気休めでしかないけれど、時間が過ぎるのを待つしかないのかもだけど、これぐらいしか出来ない。

輝さんのサラサラとした肌を撫でる。

輝さんは少しくすぐったそうに、はにかむ。




「ありがとうございます。おひいさん」




はにかんだ輝さんを見て、私もクスッと笑う。

輝さんの顔を撫でている手を、輝さんは握る。

思いもよらない強い力で。

びっくりして、少し自分の瞳が泳いだのがわかる。

輝さんの瞳が、はにかんだ時より潤んだように見える。

その瞳を見ていると吸い込まれそうになる。

いや、吸い込まれた。

私は、うっすらと目を閉じながら、輝さんの顔に近付いていく。

輝さんも細い切れ長の目を静かに閉じる──




ポコン♪




閉じかけていた、目を2人とも開く。

顔が........!

輝さんの顔が、唇が!!

超至近距離だ!!

私は、何をしようと!?

急速に恥ずかしくなっていく。

先ほどまでなんともなかった心臓が、思い出したように早く脈打っているのが分かる。




「あ!あ!ラインだよ!?輝さん!.......って、京子ちゃんじゃない?アンナ先輩?」



輝さんの顔が見れずに、背中を向けてしまった私。

表情を見なくても分かる。

輝さんが、ガッカリしている雰囲気を出している!


京子ちゃんじゃなく、アンナ先輩からだもんなー。

.......ってハイ。

分かっています。

ヘタレで御免なさい......。


でもなー。

付き合って、初日ってのもどーなんだろー?

雰囲気に流されてするのも違うような?

........うん。

ラインの通知なかったらしてたよ、キス!

........て、あーあー!


グルグルグル。

目と頭が回る回る。

天井がグルグルグル。



「おひいさん。

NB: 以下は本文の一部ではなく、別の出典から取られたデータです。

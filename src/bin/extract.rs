use std::fs;
use std::path::PathBuf;

use clap::{arg, value_parser, Command};
use indicatif::{ProgressBar, ProgressStyle};
use tracing::info;

use nsf_notation::config::ExtractionConfig;
use nsf_notation::{container, runner, Emulator};

fn get_args() -> (PathBuf, PathBuf, PathBuf, ExtractionConfig) {
    let matches = Command::new("nsfn-extract")
        .arg(
            arg!(-l --"emulator-lib" <PATH> "Path to the NSF emulator shared library")
                .required(true)
                .value_parser(value_parser!(PathBuf)),
        )
        .arg(
            arg!(-c --config <PATH> "Optional TOML config overriding extraction defaults")
                .required(false)
                .value_parser(value_parser!(PathBuf)),
        )
        .arg(arg!(<nsf> "NSF file to extract notation from").value_parser(value_parser!(PathBuf)))
        .arg(arg!(<output> "Output .nsfn file").value_parser(value_parser!(PathBuf)))
        .get_matches();

    let lib_path = matches.get_one::<PathBuf>("emulator-lib").cloned().unwrap();
    let nsf_path = matches.get_one::<PathBuf>("nsf").cloned().unwrap();
    let output_path = matches.get_one::<PathBuf>("output").cloned().unwrap();

    let config = match matches.get_one::<PathBuf>("config") {
        Some(path) => {
            let doc = fs::read_to_string(path).expect("failed to read config file");
            ExtractionConfig::from_toml_str(&doc).expect("invalid config file")
        }
        None => ExtractionConfig::default(),
    };

    (lib_path, nsf_path, output_path, config)
}

fn main() -> anyhow::Result<()> {
    tracing_subscriber::fmt()
        .with_env_filter(tracing_subscriber::EnvFilter::from_default_env())
        .init();

    let (lib_path, nsf_path, output_path, config) = get_args();

    let mut emu = Emulator::open(
        lib_path.to_str().expect("emulator library path must be valid UTF-8"),
        nsf_path.to_str().expect("NSF path must be valid UTF-8"),
    )?;

    let track_count = emu.track_count()?;
    let pb = ProgressBar::new(track_count as u64);
    pb.set_style(
        ProgressStyle::with_template("{msg} {wide_bar} {pos}/{len} tracks")
            .unwrap_or_else(|_| ProgressStyle::default_bar()),
    );
    pb.set_message("extracting");

    let notation = runner::extract_with_progress(&mut emu, &config, |done, _total| {
        pb.set_position(done as u64);
    })?;
    pb.finish_with_message("extraction complete");

    let bytes = container::write(&notation)?;
    fs::write(&output_path, &bytes)?;

    info!(
        tracks = notation.songs.len(),
        bytes = bytes.len(),
        output = %output_path.display(),
        "wrote notation container"
    );
    Ok(())
}
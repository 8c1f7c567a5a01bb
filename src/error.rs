//! Closed error taxonomy for NSF notation extraction.

use thiserror::Error;

/// All failures the crate can produce.
///
/// The taxonomy is intentionally small and closed: every operation either
/// succeeds or fails with one of these variants, never a bare string.
#[derive(Error, Debug)]
pub enum NotationError {
    #[error("failed to load emulator library at {path}: {detail}")]
    LibraryLoadFailed { path: String, detail: String },

    #[error("emulator could not open NSF file: {0}")]
    NsfOpenFailed(String),

    #[error("container header does not start with NSFN: saw {0:02x?}")]
    InvalidMagic(Vec<u8>),

    #[error("unsupported container version: {0}")]
    UnsupportedVersion(u32),

    #[error("{where_} truncated: need {need} bytes, have {have}")]
    Truncated {
        where_: &'static str,
        need: usize,
        have: usize,
    },

    #[error("unknown channel type in container: {0}")]
    UnknownChannelType(String),

    #[error("encoding error: {0}")]
    EncodingError(String),

    #[error("play routine was never invoked within {0} frames")]
    PlayNotInvoked(u32),
}

pub type Result<T> = std::result::Result<T, NotationError>;

impl From<serde_json::Error> for NotationError {
    fn from(e: serde_json::Error) -> Self {
        NotationError::EncodingError(e.to_string())
    }
}

impl From<std::str::Utf8Error> for NotationError {
    fn from(e: std::str::Utf8Error) -> Self {
        NotationError::EncodingError(e.to_string())
    }
}
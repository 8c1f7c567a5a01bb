//! Extracts musical notation from NSF files via frame-accurate APU
//! emulation, and serializes it to a lossless binary container.
//!
//! The emulator itself lives outside this crate: it drives one through
//! [`emulator::Emulator`], infers events through [`state::ChannelState`],
//! and persists the result through [`container`].

pub mod channel;
pub mod config;
pub mod container;
pub mod emulator;
pub mod error;
pub mod notation;
pub mod pitch;
pub mod runner;
pub mod state;

pub use config::ExtractionConfig;
pub use emulator::Emulator;
pub use error::{NotationError, Result};
pub use notation::NotationFile;
//! Reads and writes the `.nsfn` binary format — a versioned header, a JSON
//! metadata/notes document, and a packed binary chunk holding every
//! channel's raw per-frame register trace.

use byteorder::{LittleEndian, ReadBytesExt, WriteBytesExt};
use serde::{Deserialize, Serialize};
use std::io::Cursor;

use crate::channel::{ChannelType, RegisterSnapshot};
use crate::error::{NotationError, Result};
use crate::notation::{ChannelData, Metadata, NoteEvent, NotationFile, RawDataRef, SongData};

const MAGIC: &[u8; 4] = b"NSFN";
const VERSION: u32 = 1;
const HEADER_SIZE: usize = 12;

/// The struct-format tag recorded on each [`RawDataRef`], used only as a
/// human-readable record of the layout; decoding dispatches on
/// `channel_type`, not this string.
fn struct_format(t: ChannelType) -> &'static str {
    match t {
        ChannelType::Square | ChannelType::Vrc6Square | ChannelType::Mmc5Square => "<HBB",
        ChannelType::Triangle | ChannelType::Vrc6Saw => "<HB",
        ChannelType::Noise => "<BBB",
        ChannelType::Dpcm => "<HiBBBB",
        ChannelType::Vrc7Fm => "<HBBBBBb",
        ChannelType::Fds => "<HBBHBB",
        ChannelType::Mmc5Dpcm => "<B",
        ChannelType::N163Wave => "<iBBBB",
        ChannelType::S5bSquare => "<HBBBBHBB",
    }
}

fn frame_size(t: ChannelType) -> u32 {
    match t {
        ChannelType::Square | ChannelType::Vrc6Square | ChannelType::Mmc5Square => 4,
        ChannelType::Triangle | ChannelType::Vrc6Saw => 3,
        ChannelType::Noise => 3,
        ChannelType::Dpcm => 10,
        ChannelType::Vrc7Fm => 8,
        ChannelType::Fds => 8,
        ChannelType::Mmc5Dpcm => 1,
        ChannelType::N163Wave => 8,
        ChannelType::S5bSquare => 10,
    }
}

fn pack_frame(buf: &mut Vec<u8>, snapshot: RegisterSnapshot) {
    match snapshot {
        RegisterSnapshot::Square { period, volume, duty }
        | RegisterSnapshot::Vrc6Square { period, volume, duty }
        | RegisterSnapshot::Mmc5Square { period, volume, duty } => {
            buf.write_u16::<LittleEndian>(period).unwrap();
            buf.write_u8(volume).unwrap();
            buf.write_u8(duty).unwrap();
        }
        RegisterSnapshot::Triangle { period, volume } | RegisterSnapshot::Vrc6Saw { period, volume } => {
            buf.write_u16::<LittleEndian>(period).unwrap();
            buf.write_u8(volume).unwrap();
        }
        RegisterSnapshot::Noise { period_idx, volume, mode } => {
            buf.write_u8(period_idx).unwrap();
            buf.write_u8(volume).unwrap();
            buf.write_u8(mode).unwrap();
        }
        RegisterSnapshot::Dpcm {
            sample_len,
            sample_addr,
            pitch,
            looping,
            counter,
            active,
        } => {
            buf.write_u16::<LittleEndian>(sample_len).unwrap();
            buf.write_i32::<LittleEndian>(sample_addr).unwrap();
            buf.write_u8(pitch).unwrap();
            buf.write_u8(looping).unwrap();
            buf.write_u8(counter).unwrap();
            buf.write_u8(active).unwrap();
        }
        RegisterSnapshot::Vrc7Fm {
            period,
            volume,
            patch,
            octave,
            trigger,
            sustain,
            trigger_change,
        } => {
            buf.write_u16::<LittleEndian>(period).unwrap();
            buf.write_u8(volume).unwrap();
            buf.write_u8(patch).unwrap();
            buf.write_u8(octave).unwrap();
            buf.write_u8(trigger).unwrap();
            buf.write_u8(sustain).unwrap();
            buf.write_i8(trigger_change).unwrap();
        }
        RegisterSnapshot::Fds {
            period,
            volume,
            master_volume,
            mod_speed,
            mod_depth,
            pad,
        } => {
            buf.write_u16::<LittleEndian>(period).unwrap();
            buf.write_u8(volume).unwrap();
            buf.write_u8(master_volume).unwrap();
            buf.write_u16::<LittleEndian>(mod_speed).unwrap();
            buf.write_u8(mod_depth).unwrap();
            buf.write_u8(pad).unwrap();
        }
        RegisterSnapshot::Mmc5Dpcm { reserved } => {
            buf.write_u8(reserved).unwrap();
        }
        RegisterSnapshot::N163Wave {
            period,
            volume,
            wave_pos,
            wave_size,
            num_channels,
        } => {
            buf.write_i32::<LittleEndian>(period).unwrap();
            buf.write_u8(volume).unwrap();
            buf.write_u8(wave_pos).unwrap();
            buf.write_u8(wave_size).unwrap();
            buf.write_u8(num_channels).unwrap();
        }
        RegisterSnapshot::S5bSquare {
            period,
            volume,
            mixer,
            noise_freq,
            env_enabled,
            env_freq,
            env_shape,
            env_trigger,
        } => {
            buf.write_u16::<LittleEndian>(period).unwrap();
            buf.write_u8(volume).unwrap();
            buf.write_u8(mixer).unwrap();
            buf.write_u8(noise_freq).unwrap();
            buf.write_u8(env_enabled).unwrap();
            buf.write_u16::<LittleEndian>(env_freq).unwrap();
            buf.write_u8(env_shape).unwrap();
            buf.write_u8(env_trigger).unwrap();
        }
    }
}
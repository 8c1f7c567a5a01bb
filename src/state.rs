//! Per-channel event-extraction state machine.
//!
//! Each call to [`ChannelState::update`] consumes one frame's
//! [`RegisterSnapshot`] and appends zero or one [`NoteEvent`] to `notes`.
//! Triggers, releases and stops are all inferred from register deltas; they
//! are never present in the input.

use crate::channel::{ChannelType, RegisterSnapshot};
use crate::notation::{EventKind, NoteEvent, Region};
use crate::pitch::{nearest, PitchTables, NUM_NOTES};

#[derive(Debug, Clone, Copy, PartialEq, Eq)]
enum Machine {
    Stopped,
    Triggered,
    Released,
}

/// Mutable per-channel scratch state, discarded once a track's extraction
/// completes.
#[derive(Debug, Clone)]
pub struct ChannelState {
    channel_type: ChannelType,
    state: Machine,
    note: u8,
    pitch: i32,
    volume: u8,
    /// Last recorded hardware period (or DPCM sample address, or VRC7
    /// un-shifted period) used to detect parameter changes.
    period: i32,
    instrument: Option<u8>,
    fm_trigger: bool,
    fds_mod_depth: u8,
    fds_mod_speed: u16,
}

impl ChannelState {
    pub fn new(channel_type: ChannelType) -> Self {
        ChannelState {
            channel_type,
            state: Machine::Stopped,
            note: 0,
            pitch: 0,
            volume: 0,
            period: -1,
            instrument: None,
            fm_trigger: false,
            fds_mod_depth: 0,
            fds_mod_speed: 0,
        }
    }

    /// FDS modulation depth/speed last observed; kept for potential future
    /// export, it never influences event emission.
    pub fn fds_modulation(&self) -> (u8, u16) {
        (self.fds_mod_depth, self.fds_mod_speed)
    }

    /// Processes one frame, appending any emitted event to `notes`.
    pub fn update(
        &mut self,
        frame: u32,
        snapshot: RegisterSnapshot,
        tables: &PitchTables,
        region: Region,
        notes: &mut Vec<NoteEvent>,
    ) {
        let region_table = match region {
            Region::Ntsc => &tables.ntsc,
            Region::Pal => &tables.pal,
        };

        match snapshot {
            RegisterSnapshot::Square { period, volume, duty }
            | RegisterSnapshot::Vrc6Square { period, volume, duty }
            | RegisterSnapshot::Mmc5Square { period, volume, duty } => {
                self.update_generic(frame, period as i32, volume, duty, 0, region_table, notes);
            }
            RegisterSnapshot::Triangle { period, volume } => {
                self.update_generic(frame, period as i32, volume, 0, 0, region_table, notes);
            }
            RegisterSnapshot::Vrc6Saw { period, volume } => {
                self.update_generic(frame, period as i32, volume, 0, 0, &tables.vrc6_saw, notes);
            }
            RegisterSnapshot::Fds {
                period,
                volume,
                mod_speed,
                mod_depth,
                ..
            } => {
                self.fds_mod_depth = mod_depth;
                self.fds_mod_speed = mod_speed;
                self.update_generic(frame, period as i32, volume, 0, 0, &tables.fds, notes);
            }
            RegisterSnapshot::N163Wave {
                period,
                volume,
                num_channels,
                ..
            } => {
                let table = tables.n163_for_channel_count(num_channels as i32);
                self.update_generic(frame, period, volume, 0, 0, table, notes);
            }
            RegisterSnapshot::S5bSquare { period, volume, .. } => {
                self.update_generic(frame, period as i32, volume, 0, 0xFFFF, region_table, notes);
            }
            RegisterSnapshot::Noise { period_idx, volume, mode } => {
                self.update_noise(frame, period_idx, volume, mode, notes);
            }
            RegisterSnapshot::Dpcm {
                sample_len,
                sample_addr,
                pitch,
                active,
                ..
            } => {
                self.update_dpcm(frame, sample_len, sample_addr, pitch, active, notes);
            }
            RegisterSnapshot::Vrc7Fm {
                period,
                volume,
                patch,
                octave,
                trigger,
                sustain,
                ..
            } => {
                self.update_fm(
                    frame,
                    period,
                    volume,
                    patch,
                    octave,
                    trigger != 0,
                    sustain != 0,
                    &tables.vrc7,
                    notes,
                );
            }
            RegisterSnapshot::Mmc5Dpcm { .. } => {
                // Observationally inert: no state, no events.
            }
        }
    }

    fn emit(
        &self,
        frame: u32,
        event: EventKind,
        note: u8,
        pitch: i32,
        volume: u8,
        duty: u8,
        notes: &mut Vec<NoteEvent>,
    ) {
        notes.push(NoteEvent {
            frame,
            event,
            note,
            octave: NoteEvent::octave_for(note),
            pitch,
            volume,
            duty_cycle: duty,
            instrument: self.instrument,
        });
    }

    /// Generic trigger detection shared by every tonal channel family.
    fn update_generic(
        &mut self,
        frame: u32,
        period: i32,
        volume: u8,
        duty: u8,
        invalid_period: i32,
        table: &[i32; NUM_NOTES],
        notes: &mut Vec<NoteEvent>,
    ) {
        let triggered = volume != 0 && period != invalid_period;

        if triggered {
            let (note, pitch) = nearest(period, table);

            if self.state != Machine::Triggered || note != self.note {
                self.state = Machine::Triggered;
                self.note = note;
                self.pitch = pitch;
                self.volume = volume;
                self.period = period;
                self.emit(frame, EventKind::Trigger, note, pitch, volume, duty, notes);
            } else if volume != self.volume || period != self.period {
                self.volume = volume;
                self.pitch = pitch;
                self.period = period;
            }
        } else if self.state == Machine::Triggered {
            self.emit(frame, EventKind::Stop, self.note, self.pitch, 0, duty, notes);
            self.state = Machine::Stopped;
        }
    }

    /// Noise channel: categorical pitch, not frequency-based.
    fn update_noise(&mut self, frame: u32, period_idx: u8, volume: u8, mode: u8, notes: &mut Vec<NoteEvent>) {
        let triggered = volume != 0;

        if triggered {
            let note = (period_idx ^ 0x0F) + 32;

            if self.state != Machine::Triggered || note != self.note {
                self.state = Machine::Triggered;
                self.note = note;
                self.pitch = 0;
                self.volume = volume;
                self.period = period_idx as i32;
                self.emit(frame, EventKind::Trigger, note, 0, volume, mode, notes);
            } else if volume != self.volume {
                self.volume = volume;
            }
        } else if self.state == Machine::Triggered {
            self.emit(frame, EventKind::Stop, self.note, 0, 0, mode, notes);
            self.state = Machine::Stopped;
        }
    }

    /// DPCM channel: pseudo-note derived from sample base address. `pitch`
    /// on the emitted event is the raw hardware pitch register, not a
    /// fine-pitch offset — preserved intentionally.
    fn update_dpcm(
        &mut self,
        frame: u32,
        sample_len: u16,
        sample_addr: i32,
        pitch: u8,
        active: u8,
        notes: &mut Vec<NoteEvent>,
    ) {
        let dmc_active = active != 0;

        if dmc_active && sample_len > 0 {
            if self.state != Machine::Triggered || sample_addr != self.period {
                self.state = Machine::Triggered;
                self.period = sample_addr;
                let note = (((sample_addr - 0xC000).div_euclid(64)) + 1).clamp(1, 96) as u8;
                self.note = note;
                self.pitch = pitch as i32;
                self.volume = 15;
                self.emit(frame, EventKind::Trigger, note, pitch as i32, 15, 0, notes);
            }
        } else if !dmc_active && self.state == Machine::Triggered {
            self.emit(frame, EventKind::Stop, self.note, self.pitch, 0, 0, notes);
            self.state = Machine::Stopped;
        }
    }

    /// VRC7 FM channel: the only family with explicit hardware trigger and
    /// sustain flags.
    #[allow(clippy::too_many_arguments)]
    fn update_fm(
        &mut self,
        frame: u32,
        period: u16,
        volume: u8,
        patch: u8,
        octave: u8,
        trigger: bool,
        sustain: bool,
        table: &[i32; NUM_NOTES],
        notes: &mut Vec<NoteEvent>,
    ) {
        let prev_trigger = self.fm_trigger;
        self.fm_trigger = trigger;

        let full_period = |period: u16, octave: u8| -> i32 {
            if octave > 0 {
                (period as i32) << octave
            } else {
                period as i32
            }
        };

        if !prev_trigger && trigger {
            let (note, pitch) = nearest(full_period(period, octave), table);
            self.state = Machine::Triggered;
            self.note = note;
            self.pitch = pitch;
            self.volume = volume;
            self.period = period as i32;
            self.instrument = Some(patch);
            self.emit(frame, EventKind::Trigger, note, pitch, volume, 0, notes);
        } else if prev_trigger && !trigger && sustain {
            self.state = Machine::Released;
            self.emit(frame, EventKind::Release, self.note, self.pitch, self.volume, 0, notes);
        } else if !trigger && !sustain {
            if self.state == Machine::Triggered || self.state == Machine::Released {
                self.emit(frame, EventKind::Stop, self.note, self.pitch, 0, 0, notes);
                self.state = Machine::Stopped;
            }
        } else if trigger && self.state == Machine::Triggered {
            let period_changed = period as i32 != self.period;
            let patch_changed = Some(patch) != self.instrument;
            if period_changed || patch_changed {
                let (note, pitch) = nearest(full_period(period, octave), table);
                self.note = note;
                self.pitch = pitch;
                self.period = period as i32;
                self.instrument = Some(patch);
                self.volume = volume;
                self.emit(frame, EventKind::Trigger, note, pitch, volume, 0, notes);
            }
        }
    }
}

#[cfg(test)]
mod tests {
    use super::*;
    use crate::channel::RegisterSnapshot as R;

    fn tables() -> PitchTables {
        PitchTables::generate(440.0)
    }

    #[test]
    fn square_triggers_then_stops() {
        let t = tables();
        let mut cs = ChannelState::new(ChannelType::Square);
        let mut notes = Vec::new();

        cs.update(0, R::Square { period: t.ntsc[46] as u16, volume: 10, duty: 1 }, &t, Region::Ntsc, &mut notes);
        cs.update(1, R::Square { period: t.ntsc[46] as u16, volume: 0, duty: 1 }, &t, Region::Ntsc, &mut notes);

        assert_eq!(notes.len(), 2);
        assert_eq!(notes[0].event, EventKind::Trigger);
        assert_eq!(notes[0].note, 46);
        assert_eq!(notes[1].event, EventKind::Stop);
        assert_eq!(notes[1].volume, 0);
    }

    #[test]
    fn square_holds_without_retriggering_on_volume_wobble() {
        let t = tables();
        let mut cs = ChannelState::new(ChannelType::Square);
        let mut notes = Vec::new();

        cs.update(0, R::Square { period: t.ntsc[40] as u16, volume: 10, duty: 0 }, &t, Region::Ntsc, &mut notes);
        cs.update(1, R::Square { period: t.ntsc[40] as u16, volume: 8, duty: 0 }, &t, Region::Ntsc, &mut notes);
        cs.update(2, R::Square { period: t.ntsc[40] as u16, volume: 8, duty: 0 }, &t, Region::Ntsc, &mut notes);

        assert_eq!(notes.len(), 1, "volume wobble without note change shouldn't retrigger");
    }

    #[test]
    fn noise_formula_boundaries() {
        let t = tables();
        let mut cs = ChannelState::new(ChannelType::Noise);
        let mut notes = Vec::new();
        cs.update(0, R::Noise { period_idx: 0, volume: 5, mode: 0 }, &t, Region::Ntsc, &mut notes);
        assert_eq!(notes[0].note, 47);

        let mut cs2 = ChannelState::new(ChannelType::Noise);
        let mut notes2 = Vec::new();
        cs2.update(0, R::Noise { period_idx: 15, volume: 5, mode: 0 }, &t, Region::Ntsc, &mut notes2);
        assert_eq!(notes2[0].note, 32);

        let mut cs3 = ChannelState::new(ChannelType::Noise);
        let mut notes3 = Vec::new();
        cs3.update(0, R::Noise { period_idx: 7, volume: 5, mode: 0 }, &t, Region::Ntsc, &mut notes3);
        assert_eq!(notes3[0].note, 40);
    }

    #[test]
    fn dpcm_triggers_with_full_volume_and_raw_pitch() {
        let t = tables();
        let mut cs = ChannelState::new(ChannelType::Dpcm);
        let mut notes = Vec::new();
        cs.update(
            0,
            R::Dpcm { sample_len: 64, sample_addr: 0xC040, pitch: 9, looping: 0, counter: 0, active: 1 },
            &t,
            Region::Ntsc,
            &mut notes,
        );
        assert_eq!(notes.len(), 1);
        assert_eq!(notes[0].volume, 15);
        assert_eq!(notes[0].pitch, 9);
        assert_eq!(notes[0].note, 2); // (0xC040 - 0xC000)/64 + 1 = 2
    }

    #[test]
    fn vrc7_trigger_release_stop_sequence() {
        let t = tables();
        let mut cs = ChannelState::new(ChannelType::Vrc7Fm);
        let mut notes = Vec::new();

        cs.update(
            0,
            R::Vrc7Fm { period: 400, volume: 12, patch: 3, octave: 2, trigger: 1, sustain: 0, trigger_change: 1 },
            &t,
            Region::Ntsc,
            &mut notes,
        );
        cs.update(
            1,
            R::Vrc7Fm { period: 400, volume: 12, patch: 3, octave: 2, trigger: 0, sustain: 1, trigger_change: 1 },
            &t,
            Region::Ntsc,
            &mut notes,
        );
        cs.update(
            2,
            R::Vrc7Fm { period: 400, volume: 12, patch: 3, octave: 2, trigger: 0, sustain: 0, trigger_change: 0 },
            &t,
            Region::Ntsc,
            &mut notes,
        );

        assert_eq!(notes.len(), 3);
        assert_eq!(notes[0].event, EventKind::Trigger);
        assert_eq!(notes[1].event, EventKind::Release);
        assert_eq!(notes[2].event, EventKind::Stop);
    }

    #[test]
    fn stop_never_precedes_a_trigger_or_release() {
        let t = tables();
        let mut cs = ChannelState::new(ChannelType::Square);
        let mut notes = Vec::new();
        // Silence the whole time: no events should ever be emitted.
        for frame in 0..10 {
            cs.update(frame, R::Square { period: 100, volume: 0, duty: 0 }, &t, Region::Ntsc, &mut notes);
        }
        assert!(notes.is_empty());
    }
}
//! Per-host robots.txt cache
//!
//! Each host's robots.txt is fetched at most once per run. A missing file, a
//! non-success status or a network error all produce an allow-all policy.

use crate::robots::RobotsPolicy;
use reqwest::header::USER_AGENT;
use reqwest::Client;
use std::collections::HashMap;
use std::time::Duration;
use url::Url;

/// Robots policies keyed by origin (`scheme://host:port`)
pub struct RobotsCache {
    client: Client,
    /// Product token matched against User-agent groups
    agent: String,
    /// Full User-Agent header sent with robots.txt requests
    user_agent: String,
    policies: HashMap<String, RobotsPolicy>,
}

impl RobotsCache {
    /// Creates an empty cache
    ///
    /// # Arguments
    ///
    /// * `client` - HTTP client used for robots.txt requests
    /// * `agent` - Product token, e.g. the crawler name
    /// * `user_agent` - User-Agent header value for robots.txt requests
    pub fn new(client: Client, agent: &str, user_agent: &str) -> Self {
        Self {
            client,
            agent: agent.to_string(),
            user_agent: user_agent.to_string(),
            policies: HashMap::new(),
        }
    }

    /// Number of hosts whose policy has been loaded
    pub fn len(&self) -> usize {
        self.policies.len()
    }

    pub fn is_empty(&self) -> bool {
        self.policies.is_empty()
    }

    async fn policy_for(&mut self, url: &Url) -> &RobotsPolicy {
        let origin = url.origin().ascii_serialization();
        if !self.policies.contains_key(&origin) {
            let policy = self.fetch(&origin).await;
            self.policies.insert(origin.clone(), policy);
        }
        // inserted above when absent
        self.policies
            .entry(origin)
            .or_insert_with(RobotsPolicy::allow_all)
    }

    async fn fetch(&self, origin: &str) -> RobotsPolicy {
        let robots_url = format!("{}/robots.txt", origin);
        let response = self
            .client
            .get(&robots_url)
            .header(USER_AGENT, &self.user_agent)
            .send()
            .await;

        match response {
            Ok(response) if response.status().is_success() => match response.text().await {
                Ok(body) => {
                    tracing::info!("Loaded {}", robots_url);
                    RobotsPolicy::from_content(&body)
                }
                Err(e) => {
                    tracing::debug!("Unreadable {}: {}", robots_url, e);
                    RobotsPolicy::allow_all()
                }
            },
            Ok(response) => {
                tracing::debug!(
                    "{} returned HTTP {}, allowing all",
                    robots_url,
                    response.status().as_u16()
                );
                RobotsPolicy::allow_all()
            }
            Err(e) => {
                tracing::debug!("Could not fetch {}: {}, allowing all", robots_url, e);
                RobotsPolicy::allow_all()
            }
        }
    }

    /// Checks whether the crawler may fetch `url`
    ///
    /// Unparseable URLs are allowed; the fetch itself will reject them.
    pub async fn is_allowed(&mut self, url: &str) -> bool {
        let Ok(parsed) = Url::parse(url) else {
            return true;
        };
        let agent = self.agent.clone();
        self.policy_for(&parsed).await.is_allowed(url, &agent)
    }

    /// Crawl-delay requested by the host of `url`, if any
    pub async fn crawl_delay(&mut self, url: &str) -> Option<Duration> {
        let parsed = Url::parse(url).ok()?;
        let agent = self.agent.clone();
        self.policy_for(&parsed).await.crawl_delay(&agent)
    }
}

おひいさん。しっかりして下さい。それでアンナお姉さまはなんとラインで?」



輝さんに肩を捕まれて、気を戻す私。

ハッ!

色々、童貞みたいな事考えている場合じゃなかった!

スマホのラインを再びちゃんと見る。




「トウホウに後輩のミガラ確保しせり。このアイダ行ったふぁみれすにコラレタシ」



なんで、電報調?

てか?

てか!!



「京子ちゃん、アンナ先輩とファミレスに居るって!輝さん!」




なにかあろうとしたのも束の間。

後輩の行方をつかんだ私達。

なにをどうすればいいかもわからない。

2人とも、不安で顔は曇る。

だけど、その手を繋いで。

繋いだら、ファミレスには行けそうな気はした。